In Ireland, Just Sport Ireland (JSI) has been in operation since 2007 and has already
established itself within the Irish sporting community. It is experiencing an ever-increasing
caseload. It provides accessible and cost-effective mediation and arbitration services to the
sporting community which is an advantage as it is an independent dispute resolution body. Its
arbitration rules and regulations provide for an expedited appeals arbitration procedure which
also offers a potential further appeal to the CAS, depending on the arbitration clause adopted
by the parties.

It is the same in the UK, where the Sport Resolutions provides independent arbitration and
mediation services for sport and is also the provider of the National Anti-Doping Panel
(NADP) service. It also serves as a national CAS for the UK with an input in cases wherein,
three-quarters of its enquiries and referrals comes from Olympic, Paralympic and English
high-performance sports and the remaining quarter from community sport.

60 See also for details on the German sports arbitration tribunal, das Deutsche
Sportschiedsgericht, established in 2008.
61 The proceedings are governed by the AAA Supplementary Procedures for the Arbitration of Olympic Sport
Doping Disputes.
62 For an example describing this mechanism, Mark French v. Australian Sports Commission & Cycling
Australia, CAS 2004/A/651, (Appeal) Award of 11 July 2005.
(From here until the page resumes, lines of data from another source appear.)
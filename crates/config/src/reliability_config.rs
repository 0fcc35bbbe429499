//! Outbound call resilience configuration section

use crate::validation::{ConfigSection, ValidationError, Validator};
use serde::{Deserialize, Serialize};
use std::time::Duration;

/// Retry, circuit breaker and downstream settings
#[derive(Debug, Clone, Serialize, Deserialize, PartialEq)]
#[serde(default)]
pub struct ReliabilityConfig {
    /// Total attempts per downstream call, including the first
    pub retry_attempts: u32,

    pub retry_base_delay_ms: u64,

    pub retry_max_delay_ms: u64,

    /// Consecutive failures that open the breaker
    pub breaker_threshold: u32,

    pub breaker_reset_timeout_ms: u64,

    /// Accepted events are forwarded here when set
    pub downstream_url: Option<String>,

    /// Per-attempt timeout for downstream requests
    pub downstream_timeout_ms: u64,
}

impl ReliabilityConfig {
    pub fn retry_base_delay(&self) -> Duration {
        Duration::from_millis(self.retry_base_delay_ms)
    }

    pub fn retry_max_delay(&self) -> Duration {
        Duration::from_millis(self.retry_max_delay_ms)
    }

    pub fn breaker_reset_timeout(&self) -> Duration {
        Duration::from_millis(self.breaker_reset_timeout_ms)
    }

    pub fn downstream_timeout(&self) -> Duration {
        Duration::from_millis(self.downstream_timeout_ms)
    }
}

impl Default for ReliabilityConfig {
    fn default() -> Self {
        Self {
            retry_attempts: 3,
            retry_base_delay_ms: 500,
            retry_max_delay_ms: 2_000,
            breaker_threshold: 5,
            breaker_reset_timeout_ms: 30_000,
            downstream_url: None,
            downstream_timeout_ms: 10_000,
        }
    }
}

impl ConfigSection for ReliabilityConfig {
    fn validate(&self) -> Result<(), Vec<ValidationError>> {
        let mut results = vec![
            Validator::in_range(self.retry_attempts, 1, 20, "reliability.retry_attempts"),
            Validator::at_least(self.retry_base_delay_ms, 1, "reliability.retry_base_delay_ms"),
            Validator::at_least(self.breaker_threshold, 1, "reliability.breaker_threshold"),
            Validator::at_least(
                self.breaker_reset_timeout_ms,
                1,
                "reliability.breaker_reset_timeout_ms",
            ),
            Validator::at_least(
                self.downstream_timeout_ms,
                1,
                "reliability.downstream_timeout_ms",
            ),
        ];

        if self.retry_max_delay_ms < self.retry_base_delay_ms {
            results.push(Err(ValidationError::with_value(
                "reliability.retry_max_delay_ms",
                "must not be below retry_base_delay_ms",
                self.retry_max_delay_ms,
            )));
        }

        if let Some(url) = &self.downstream_url {
            results.push(Validator::http_url(url, "reliability.downstream_url"));
        }

        Validator::collect_errors(results)
    }

    fn merge(&mut self, other: Self) {
        self.retry_attempts = other.retry_attempts;
        self.retry_base_delay_ms = other.retry_base_delay_ms;
        self.retry_max_delay_ms = other.retry_max_delay_ms;
        self.breaker_threshold = other.breaker_threshold;
        self.breaker_reset_timeout_ms = other.breaker_reset_timeout_ms;
        if other.downstream_url.is_some() {
            self.downstream_url = other.downstream_url;
        }
        self.downstream_timeout_ms = other.downstream_timeout_ms;
    }

    fn section_name(&self) -> &'static str {
        "reliability"
    }
}

#[cfg(test)]
mod tests {
    use super::*;

    #[test]
    fn test_default_is_valid() {
        let config = ReliabilityConfig::default();
        assert!(config.validate().is_ok());
        assert!(config.downstream_url.is_none());
    }

    #[test]
    fn test_max_delay_below_base() {
        let config = ReliabilityConfig {
            retry_base_delay_ms: 1_000,
            retry_max_delay_ms: 10,
            ..Default::default()
        };
        let errors = config.validate().unwrap_err();
        assert_eq!(errors[0].field, "reliability.retry_max_delay_ms");
    }

    #[test]
    fn test_downstream_url_scheme() {
        let config = ReliabilityConfig {
            downstream_url: Some("tcp://sink".to_string()),
            ..Default::default()
        };
        assert!(config.validate().is_err());
    }

    #[test]
    fn test_merge_keeps_url_when_other_has_none() {
        let mut base = ReliabilityConfig {
            downstream_url: Some("https://sink.example/events".to_string()),
            ..Default::default()
        };
        base.merge(ReliabilityConfig {
            retry_attempts: 7,
            ..Default::default()
        });
        assert_eq!(base.retry_attempts, 7);
        assert!(base.downstream_url.is_some());
    }
}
There is no denying the fact that given sports professionals have short career spans and that
prompt resolution of disputes is the need of the hour. Traditional proceedings or litigation is
always fraught with inordinate delays and additionally, given with Sports Law having its own
technicalities and nuances, the one deciding such disputes needs to have a thorough
understanding of the same rules and regulations governing sport-related disputes. The
working knowledge of the institutions, needs to be discipline specific and must possess a
stringent framework with a concise and clearly distinguishable dispute resolution practice and
procedure, placing emphasis on "Alternate Dispute Resolution" because of its inherent
advantages. CAS holds a unique place as the "Apex Sports Resolution Authority" and various
domestic and national arbitration tribunals have also been set up to in local jurisdictions to
deal with Sports Disputes within the sports jurisprudence globally. There is no doubt that had
there been an effective Arbitration process in place, to deal with sports related issues,
facilitating amicable settlements instead of a lengthy, time-consuming litigation procedure. In
conclusions, this leads to a win – win situation instead of scenario where both Sports
Federations and athletes are caught settling scores in a hostile litigation.